Questions about NCEG

Doug Gwyn gwyn at smoke.BRL.MIL
Fri Jun 1 03:52:13 AEST 1990


In article <1990May31.023244.12359 at twinsun.com> eggert at twinsun.com (Paul Eggert) writes:
>	ANSI C does require that the strings "-0.0" and "0.0" parse to the same
>	internal representation number (right Doug?).
>On the contrary, the wording for strtod() (ANSI C 4.10.1.4) provides for the
>distinction between 0.0 and -0.0:
>	If the subject sequence has the expected form, [it, minus any sign,]
>	... is interpreted as a floating constant....  If the subject
>	sequence begins with a minus sign, the value resulting from the
>	conversion is negated.
>Thus on an IEEE 754 host, strtod("-0.0",NULL) computes 0.0 and then negates it,
>yielding -0.0.

Sorry, but your conclusion does not follow from the premises.

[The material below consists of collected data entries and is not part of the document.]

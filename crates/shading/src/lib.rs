//! Procedural shading stages and the software host that drives them.
//!
//! A scene (built-in preset or TOML scene file) is compiled into a fragment
//! program, linked against the vertex stage its variant was authored for, and
//! then drawn over a full-screen quad once per frame. The overall flow is:
//!
//! ```text
//!   CLI / procshade
//!          │ RendererConfig + FragmentProgram
//!          ▼
//!   Renderer::run ──▶ link() ──▶ TimeSource ──▶ per-frame loop
//!                                                   │
//!                      UniformBindings::apply() ◀───┤
//!                      Rasterizer::render()     ◀───┤
//!                      export::write_png()      ◀───┘
//! ```
//!
//! The stages themselves live in [`scene`]; they are pure functions of the
//! fragment coordinate and [`FrameUniforms`], so the rasterizer is free to
//! evaluate pixels and sub-samples in any order.

pub mod export;
pub mod math;
pub mod palette;
pub mod program;
pub mod raster;
pub mod runtime;
pub mod scene;
pub mod sdf;
pub mod timeline;
pub mod types;
pub mod uniforms;

use std::path::PathBuf;
use std::time::Instant;

use anyhow::{bail, Context, Result};
use image::Rgba32FImage;

pub use export::{encode_rgba8, frame_path, write_png, ExportError};
pub use palette::Palette;
pub use program::{
    compile_fragment, compile_preset, compile_scene, compile_source, link, parse_document,
    FragmentProgram, Program, ProgramError, SceneOverrides, UniformBindings, VertexStage,
};
pub use raster::{Rasterizer, CLEAR_COLOR, QUAD_POSITIONS};
pub use runtime::{time_source_for_policy, RenderPolicy, TimeSample, TimeSource};
pub use scene::{Evaluator, StageInterface, VertexLayout};
pub use types::{Antialiasing, ColorSpaceMode, RendererConfig};
pub use uniforms::{FrameUniforms, UniformSet};

/// High-level entry point that owns the chosen configuration.
pub struct Renderer {
    config: RendererConfig,
}

impl Renderer {
    pub fn new(config: RendererConfig) -> Self {
        Self { config }
    }

    /// Links `fragment` with the vertex stage its scene asks for at the
    /// configured aspect ratio, returning the program and the host bindings
    /// that satisfied it.
    pub fn link(&self, fragment: FragmentProgram) -> Result<(Program, UniformBindings), ProgramError> {
        let (width, height) = self.config.surface_size;
        let aspect = width as f32 / height.max(1) as f32;
        let vertex = VertexStage::for_entry(fragment.entry(), aspect);
        let bindings = fragment.bindings();
        let program = link(vertex, fragment, bindings.bound())?;
        Ok((program, bindings))
    }

    /// Renders a single frame at `seconds` without touching the filesystem.
    pub fn render_at(&self, program: &Program, bindings: &UniformBindings, seconds: f32) -> Rgba32FImage {
        let (width, height) = self.config.surface_size;
        let mut uniforms = FrameUniforms::new(width, height).with_time(seconds);
        bindings.apply(&mut uniforms);
        let mut frame = Rgba32FImage::new(width, height);
        Rasterizer::new(self.config.antialiasing).render(program, &uniforms, &mut frame);
        frame
    }

    /// Renders every frame the policy asks for and writes them to disk.
    ///
    /// Returns the paths written, in frame order.
    pub fn run(&self, fragment: FragmentProgram) -> Result<Vec<PathBuf>> {
        let (width, height) = self.config.surface_size;
        if width == 0 || height == 0 {
            return Err(ExportError::EmptyFrame { width, height }.into());
        }

        let frames = self.config.policy.frame_count();
        if frames == 0 {
            bail!("nothing to render: frame count is zero");
        }

        let (program, bindings) = self.link(fragment)?;
        let mut clock = time_source_for_policy(&self.config.policy)?;
        let pacing = self.config.policy.frame_interval();
        let rasterizer = Rasterizer::new(self.config.antialiasing);

        // Start the clock at the first frame.
        clock.reset();
        tracing::info!(
            scene = program.name(),
            variant = %program.fragment().entry().variant,
            width,
            height,
            frames,
            samples = rasterizer.samples_per_pixel(),
            "rendering"
        );

        let mut uniforms = FrameUniforms::new(width, height);
        let mut frame = Rgba32FImage::new(width, height);
        let mut written = Vec::with_capacity(frames as usize);
        let mut deadline = Instant::now();

        for index in 0..frames {
            if let Some(interval) = pacing {
                wait_until(deadline);
                deadline = deadline.max(Instant::now()) + interval;
            }

            uniforms.update_time(clock.sample());
            bindings.apply(&mut uniforms);

            let started = Instant::now();
            let covered = rasterizer.render(&program, &uniforms, &mut frame);
            let path = frame_path(&self.config.output, index, frames);
            write_png(&frame, self.config.color_space, &path)
                .with_context(|| format!("failed to export frame {index}"))?;

            tracing::debug!(
                frame = index,
                time = uniforms.time,
                fade = ?uniforms.fade,
                covered,
                elapsed_ms = started.elapsed().as_secs_f64() * 1000.0,
                path = %path.display(),
                "frame exported"
            );
            written.push(path);
        }

        tracing::info!(frames = written.len(), "render complete");
        Ok(written)
    }
}

fn wait_until(deadline: Instant) {
    let now = Instant::now();
    if deadline > now {
        std::thread::sleep(deadline - now);
    }
}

"Negation" of a number can (and should) be taken as an ordinary
English description of the mathematical process.  Mathematically,
the set of real numbers does not contain distinct members "plus
zero" and "minus zero", just as it does not include plus or minus
infinity.  (If you want to extend the real number system like that,
I suppose you are free to do so, but certainly that lies beyond
the meaning of the specification in the C standard.)  While the
standard does not specify in detail what objects having floating-
point types are good for, it does call them "arithmetic types",
and applies ordinary arithmetic and functional analysis terms to
operations involving them, implying that they somehow represent
the kind of entity that we are accustomed to using for ordinary
arithmetic etc., i.e. real numbers.  I know our schools are messed
up but I doubt if even they are teaching that negating zero does
not produce zero.  Indeed, most algebra classes seem to at some
point prove uniqueness of the additive (group) identity, and since
it is easy to show that the negative (group inverse) of 0 acts as
an additive identity, it must be identically 0.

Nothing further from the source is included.